Saved entries

- - -

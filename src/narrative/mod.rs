pub mod cache;
pub mod summary;

pub use cache::NarrativeCache;
pub use summary::{
    parse_narrative, render_narrative, summarize, template_narrative, Narrative, NarrativeOutcome,
    NarrativeSwap, Narrator,
};
pub mod prompts;
pub mod render;

pub use prompts::{prompt_goal, prompt_grocery_list, prompt_yes_no, suggest_similar};
pub use render::{
    display_alerts, display_analysis, display_optimized, display_price, display_suggestions,
};
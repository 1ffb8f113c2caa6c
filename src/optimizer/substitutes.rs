use crate::catalog::{Catalog, PriceSource};
use crate::models::{PriceRecord, SubstitutionSuggestion};

/// Current price of an ingredient, if the source knows it.
///
/// Matching is case-insensitive with surrounding whitespace trimmed;
/// an unknown name is a plain miss, never an error.
pub fn lookup_price<'a>(source: &'a impl PriceSource, name: &str) -> Option<&'a PriceRecord> {
    source.price(name)
}

/// Nutritionally equivalent alternatives at or below `max_ratio` of the
/// original price, sorted by absolute savings descending.
///
/// Returns an empty list when the ingredient is missing from either
/// table; alternatives without a price entry are skipped. The sort is
/// stable, so equal-savings candidates keep their equivalence-list order.
pub fn find_substitutes(
    catalog: &impl Catalog,
    name: &str,
    max_ratio: f64,
) -> Vec<SubstitutionSuggestion> {
    let Some(entry) = catalog.equivalence(name) else {
        return Vec::new();
    };
    let Some(original) = catalog.price(name) else {
        return Vec::new();
    };

    let mut suggestions = Vec::new();

    for alt in &entry.alternatives {
        let Some(alt_price) = catalog.price(alt) else {
            continue;
        };

        let ratio = alt_price.price / original.price;
        if ratio > max_ratio {
            continue;
        }

        let savings = original.price - alt_price.price;
        suggestions.push(SubstitutionSuggestion {
            original: entry.name.clone(),
            alternative: alt.clone(),
            original_price: original.price,
            alternative_price: alt_price.price,
            savings,
            savings_percent: (savings / original.price) * 100.0,
            nutrition_type: entry.nutrition_type.clone(),
            source: alt_price.source.clone(),
        });
    }

    suggestions.sort_by(|a, b| {
        b.savings
            .partial_cmp(&a.savings)
            .unwrap_or(std::cmp::Ordering::Equal)
    });

    suggestions
}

- - -

## REQUIRED WORK
Your answer should be only a number: how many lines of the data above contain the string "cache"?

## ANSWER TO THIS PROBLEM
2